New linear accelerators – machines that generate high-energy X-rays to treat cancer – will in future all include the capacity to provide a more targeted treatment known as intensity modulated radiation therapy (IMRT).
This technique is at present available only on a limited basis in Glasgow and Edinburgh, but equipment will now be rolled out to Grampian, Highland and Tayside.
In Edinburgh, around two patients a month benefit from IMRT. But doctors at the unit at the Western General Hospital said they would like this to increase to 1,000 a year with extra staff to deal with the planning of the treatment.
While normal radiotherapy takes a few hours to plan, IMRT can take several days, involving physicists and radiotherapists to work out the correct doses of radiation and the right way of delivering the treatment.
Dr Grahame Howard, a consultant oncologist at the Edinburgh Cancer Centre, said one of the benefits of IMRT was that it could be very specifically targeted at a tumour.
"This approach means we can increase the dose of radiation and increase cure rates, while sparing the normal tissue and reducing side effects," he said.
Dr Howard said the equipment, which costs more than 1 million, was useful in treating cancers of the head, neck and prostate, but could be used for a whole range of cancers.
But to offer this, extra staff are needed for the planning of radiotherapy treatment.
The cancer centre is hoping to have funding approved for an additional 18 staff to deliver this service, but this has yet to be finalised.
Dr Howard added: "You will always have to find money and money is tight, but everyone is convinced that we have to do this. You have to train people up."

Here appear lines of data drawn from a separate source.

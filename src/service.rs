//! Service composition root
//!
//! `AnomalyService` owns the registry, the artifact store and the two engines
//! built on them. Every request-shaped operation of the external contract is
//! a method here; routing layers hold an `Arc<AnomalyService>` and nothing
//! else.

use std::sync::Arc;

use tracing::{info, warn};

use crate::config::Config;
use crate::error::{EngineError, Result};
use crate::ml::models::check_contamination;
use crate::ml::{validate_model_id, Detector, ModelRegistry, ModelState, ModelStore, Trainer};
use crate::models::{
    DetectRequest, DetectionOutput, HealthStatus, ModelStatus, TrainRequest, TrainingResult,
};

pub struct AnomalyService {
    config: Config,
    registry: Arc<ModelRegistry>,
    store: Arc<ModelStore>,
    trainer: Trainer,
    detector: Detector,
}

impl AnomalyService {
    /// Build the service; loads stored models when `preload_on_start` is set
    pub fn new(config: Config) -> Result<Self> {
        let registry = Arc::new(ModelRegistry::new());
        let store = Arc::new(ModelStore::new(config.storage.clone()));
        store.init()?;

        let trainer = Trainer::new(
            Arc::clone(&registry),
            Arc::clone(&store),
            config.model.clone(),
            &config.workers,
        );
        let detector = Detector::new(
            Arc::clone(&registry),
            Arc::clone(&store),
            config.detection.clone(),
        );

        let service = Self {
            config,
            registry,
            store,
            trainer,
            detector,
        };

        if service.config.storage.preload_on_start {
            service.warm_start()?;
        }

        Ok(service)
    }

    pub fn config(&self) -> &Config {
        &self.config
    }

    pub fn registry(&self) -> &ModelRegistry {
        &self.registry
    }

    /// Train (or retrain) the model named in the request
    pub async fn train(&self, request: TrainRequest) -> Result<TrainingResult> {
        let contamination = request
            .contamination
            .unwrap_or(self.config.model.default_contamination);
        check_contamination(contamination).map_err(EngineError::InvalidParameter)?;

        self.trainer
            .train(&request.model_id, &request.data, contamination)
            .await
    }

    /// Score a batch against a trained model
    pub async fn detect(&self, request: DetectRequest) -> Result<DetectionOutput> {
        let result = self
            .detector
            .detect(&request.model_id, &request.data)
            .await?;
        Ok(result.into_output(&request.model_id))
    }

    /// Status never fails; unknown or invalid ids report untrained
    pub fn status(&self, model_id: &str) -> ModelStatus {
        let snapshot = self.registry.status(model_id);
        if snapshot.state != ModelState::Untrained || validate_model_id(model_id).is_err() {
            return ModelStatus {
                model_id: model_id.to_string(),
                is_trained: snapshot.is_trained,
                data_shape: snapshot.row_count,
                state: snapshot.state,
            };
        }

        // Not in memory: report what a cold load would find from the header alone
        match self.store.peek(model_id) {
            Ok(Some(header)) => ModelStatus {
                model_id: model_id.to_string(),
                is_trained: true,
                data_shape: Some(header.row_count),
                state: ModelState::Trained,
            },
            Ok(None) => ModelStatus {
                model_id: model_id.to_string(),
                is_trained: false,
                data_shape: None,
                state: ModelState::Untrained,
            },
            Err(e) => {
                warn!("Error loading model '{}' for status: {}", model_id, e);
                ModelStatus {
                    model_id: model_id.to_string(),
                    is_trained: false,
                    data_shape: None,
                    state: ModelState::Untrained,
                }
            }
        }
    }

    /// Liveness; independent of registry state
    pub fn health(&self) -> HealthStatus {
        HealthStatus::operational()
    }

    /// Remove a model from memory and storage
    pub fn delete(&self, model_id: &str) -> Result<bool> {
        validate_model_id(model_id)?;
        let in_memory = self.registry.remove(model_id)?;
        let on_disk = self.store.delete(model_id)?;
        if in_memory || on_disk {
            info!("Deleted model '{}'", model_id);
        }
        Ok(in_memory || on_disk)
    }

    /// Ids known in memory or on disk
    pub fn list_models(&self) -> Result<Vec<String>> {
        let mut ids = self.store.list_models()?;
        ids.extend(self.registry.ids());
        ids.sort();
        ids.dedup();
        Ok(ids)
    }

    /// Load every stored artifact into the registry
    ///
    /// Unreadable artifacts are skipped with a warning; returns the number
    /// of models installed.
    pub fn warm_start(&self) -> Result<usize> {
        let mut loaded = 0;
        for id in self.store.list_models()? {
            match self.store.load(&id) {
                Ok(Some(model)) => {
                    self.registry.install(model);
                    loaded += 1;
                }
                Ok(None) => {}
                Err(e) => warn!("Skipping model '{}' during warm start: {}", id, e),
            }
        }
        info!(
            "Warm start loaded {} model(s) from {:?}",
            loaded,
            self.store.model_dir()
        );
        Ok(loaded)
    }
}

A spokeswoman for NHS Greater Glasgow and Clyde said all 11 linear accelerators at the Beatson West of Scotland Cancer Centre could deliver IMRT.
"On average, we currently treat about five patients per month using IMRT techniques," she said. "We continue to develop plans to increase the availability of this technology so that in future around 2,000 patients a year would benefit from IMRT."
Ms Sturgeon said:"We have a responsibility to invest in the equipment, but through the cancer taskforce that is taking forward the cancer strategy, workforce issues also have to be addressed to make sure we have the wherewithal and resources to make maximum use of the technology."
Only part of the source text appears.